Lo cotidiano como contraposición a los viajes
Me encanta la cotidianidad. De hecho, trato de luchar para que mi vida cotidiana me guste, y creo que esto es importante. De ahí mis reiterados esfuerzos por abrazar la slow life y el amor por todos los efectos que despliega la vida mediterránea bien vivida. Intento que mi vida cotidiana, con todos sus ingredientes tales como el trabajo, salir a hacer la compra, los diez mil pasos al día, el qué comemos mañana, las buenas noches repetitivas e incluso las etapas de estrés del trabajo, sean percibidas por mí como algo bueno. No sé si es una forma inteligente de tomarse la existencia, pero teniendo en cuenta que el día a día es la parte de la vida que más tiempo vivimos, me parece útil enfocarme en que me encante.

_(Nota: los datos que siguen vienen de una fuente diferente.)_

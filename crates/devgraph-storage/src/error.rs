use thiserror::Error;

#[derive(Error, Debug)]
pub enum StorageError {
    #[error("SQLite error: {0}")]
    Sqlite(#[from] rusqlite::Error),

    #[error("Storage lock poisoned")]
    Poisoned,

    #[error("IO error: {0}")]
    Io(#[from] std::io::Error),
}

pub type Result<T> = std::result::Result<T, StorageError>;
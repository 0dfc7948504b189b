// Plain-text rendering for the terminal
use devgraph_core::{
    explore::{Comparison, DeveloperOverview, RankedDeveloper},
    links::developer_url,
    CommonFollowing, Profile, Recommendation, RepositorySummary, SavedDeveloper, SavedRepo,
    TagCategory,
};

pub fn print_overview(overview: &DeveloperOverview, saved: bool) {
    let profile = &overview.profile;

    println!(
        "{} (@{}){}",
        profile.display_name(),
        profile.login,
        if saved { "  [saved]" } else { "" }
    );
    println!("{}", developer_url(&profile.login));
    if let Some(bio) = &profile.bio {
        println!("{}", bio);
    }
    println!(
        "{} followers · {} following · {} public repos",
        profile.followers, profile.following, profile.public_repos
    );
    if let Some(joined) = &overview.joined {
        println!("Joined {}", joined);
    }
    println!(
        "Activity: {} ({:.0}%)",
        overview.activity.description,
        overview.activity.score * 100.0
    );

    for category in [TagCategory::Technology, TagCategory::Domain, TagCategory::Social] {
        let tags = overview.tags.get(category);
        if !tags.is_empty() {
            println!("{}: {}", category.label(), tags.join(", "));
        }
    }

    if !overview.top_repos.is_empty() {
        println!();
        println!("Top repositories:");
        for repo in &overview.top_repos {
            print_repo_line(repo);
        }
    }
}

pub fn print_relations(list: &[(Profile, CommonFollowing)]) {
    if list.is_empty() {
        println!("Nobody here yet");
        return;
    }

    for (profile, common) in list {
        println!(
            "{:<24} {:>7} followers  {:>4} in common",
            profile.login, profile.followers, common
        );
    }
}

pub fn print_recommendations(
    developers: &[RankedDeveloper],
    repos: &[Recommendation<RepositorySummary>],
) {
    println!("Developers:");
    if developers.is_empty() {
        println!("  nothing to suggest");
    }
    for ranked in developers {
        let rec = &ranked.recommendation;
        println!(
            "  {:<24} score {:.1}  top {}%  {}",
            rec.entity.login,
            rec.score,
            ranked.follower_percentile,
            rec.reason
        );
    }

    println!();
    println!("Repositories:");
    if repos.is_empty() {
        println!("  nothing to suggest");
    }
    for rec in repos {
        println!("  {:<40} score {:.1}  {}", rec.entity.full_name, rec.score, rec.reason);
    }
}

pub fn print_comparison(cmp: &Comparison) {
    println!(
        "{} vs {}: {:.0}% similar",
        cmp.a.login,
        cmp.b.login,
        cmp.similarity * 100.0
    );

    println!();
    println!("Both follow ({}):", cmp.common_following.len());
    for profile in &cmp.common_following {
        println!("  {}", profile.login);
    }

    println!();
    println!("Both starred ({}):", cmp.common_starred.len());
    for repo in &cmp.common_starred {
        print_repo_line(repo);
    }
}

pub fn print_users(users: &[Profile]) {
    if users.is_empty() {
        println!("No developers found");
    }
    for user in users {
        println!("{:<24} {}", user.login, developer_url(&user.login));
    }
}

pub fn print_saved(developers: &[SavedDeveloper], repos: &[SavedRepo]) {
    println!("Saved developers ({}):", developers.len());
    for dev in developers {
        println!("  {:>10}  {:<24} {}", dev.id, dev.login, dev.url());
    }

    println!();
    println!("Saved repositories ({}):", repos.len());
    for repo in repos {
        println!("  {:>10}  {:<40} {}", repo.id, repo.full_name, repo.url);
    }
}

fn print_repo_line(repo: &RepositorySummary) {
    println!(
        "  {:<40} ★ {:<7} {}",
        repo.full_name,
        repo.stargazers_count,
        repo.language.as_deref().unwrap_or("-")
    );
}
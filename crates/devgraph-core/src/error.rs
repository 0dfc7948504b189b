use chrono::{DateTime, Utc};
use thiserror::Error;

/// All the ways things can go wrong in devgraph
///
/// Storage failures never show up here for favorites operations - the
/// favorites store swallows them. `StorageError` is only surfaced when the
/// medium itself can't be opened.
#[derive(Error, Debug)]
pub enum Error {
    #[error("API request failed: {0}")]
    ApiError(String),

    #[error("Storage error: {0}")]
    StorageError(#[from] devgraph_storage::StorageError),

    #[error("Configuration error: {0}")]
    ConfigError(String),

    #[error("Not found: {0}")]
    NotFound(String),

    #[error("Rate limit exceeded{}", retry_hint(.reset_at))]
    RateLimitExceeded { reset_at: Option<DateTime<Utc>> },

    #[error("IO error: {0}")]
    IoError(#[from] std::io::Error),
}

fn retry_hint(reset_at: &Option<DateTime<Utc>>) -> String {
    match reset_at {
        Some(at) => format!(". Try again after {}", at.format("%H:%M:%S UTC")),
        None => String::new(),
    }
}

impl From<devgraph_api::GitHubError> for Error {
    fn from(err: devgraph_api::GitHubError) -> Self {
        use devgraph_api::GitHubError;

        match err {
            GitHubError::RateLimited { reset_at } => Error::RateLimitExceeded { reset_at },
            GitHubError::NotFound(what) => Error::NotFound(what),
            other => Error::ApiError(other.to_string()),
        }
    }
}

Ahora bien, los viajes, al menos en mi experiencia, son la contraposición a lo cotidiano. Suponen un respiro, una salida de la zona de confort a una zona aún más reconfortante. Una llamada a la aventura que uno abraza con más brazos de los que tiene porque, aunque el día a día esté bien, viajar tiene algo atávico, una magia ancestral que nos hace sentirnos otro. Es esta huida temporal de lo cotidiano la que nos devuelve el efecto wow por las cosas, la contemplación, el valor por los detalles de otros sitios que no conocemos… en definitiva, nos hace conectar con una forma de vivir diferente.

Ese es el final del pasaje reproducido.